Today: May 26, 2024

Knock Knock

Coming from the mind of Hostel director Eli Roth you would be forgiven for assuming that Knock Knock would be a home invasion movie with plenty of gore. In some ways that might make for a more interesting experience because Knock Knock is essentially Roth trying his hand at something resembling an erotic thriller come horror and falling short on almost every count.

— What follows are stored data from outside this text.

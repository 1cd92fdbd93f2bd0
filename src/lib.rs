//! Half-duplex 3-wire SSC bus driver for TLE5012B magnetic angle sensors
//!
//! [`HalfDuplexBus`] runs the electrical transaction protocol on a single
//! data line; [`SensorBus`] scopes it to one of up to four sensors sharing
//! that line. Hardware is reached only through the [`DigitalPin`],
//! [`HalfDuplexPeripheral`] and [`CycleCounter`] traits.

#![no_std]
#![forbid(unsafe_code)]
#![warn(clippy::pedantic)]

mod adapter;
mod bus;
mod error;
mod peripheral;
mod pin;
mod select;
mod timer;
mod transaction;

pub use adapter::SensorBus;
pub use bus::{BusConfiguration, BusPhase, DEFAULT_TIMEOUT_MS, HalfDuplexBus};
pub use error::Error;
pub use peripheral::{HalfDuplexPeripheral, LineDirection, PeripheralError};
pub use pin::{DigitalPin, HalPin, HalPinError, PinMode, Polarity};
pub use select::{ChipSelectBinding, InvalidSlaveNumber, MAX_SLAVES, SlaveNumber};
#[cfg(feature = "cortex-m")]
pub use timer::DwtCycleCounter;
pub use timer::{
    ClockError, CycleCounter, CycleDelay, GRACE_PERIOD_US, cycles_for_ns, cycles_for_us,
    grace_period_cycles,
};
pub use transaction::Transaction;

The premise is the basic set-up for a porn movie; a guy, Evan (Keanu Reeves), finds himself home alone when his wife and kids go away for the weekend only for two wet t-shirt wearing beauties, Bel (Ana de Armas) and Genesis (Lorenza Izzo) to come a knocking on his door. If those names sound like pornstars their behaviour is not far off the mark. Despite his best efforts to help them and then get them out the door, Evan eventually succumbs to their seduction. The following morning Evan awakes to find the girls still in the house, refusing to leave and revealing to him that what he did last night was not only martially wrong but also illegal. What ensues is a game of cat and mouse with the mouse increasingly being left to writhe in his trap while the cats clean themselves in the corner.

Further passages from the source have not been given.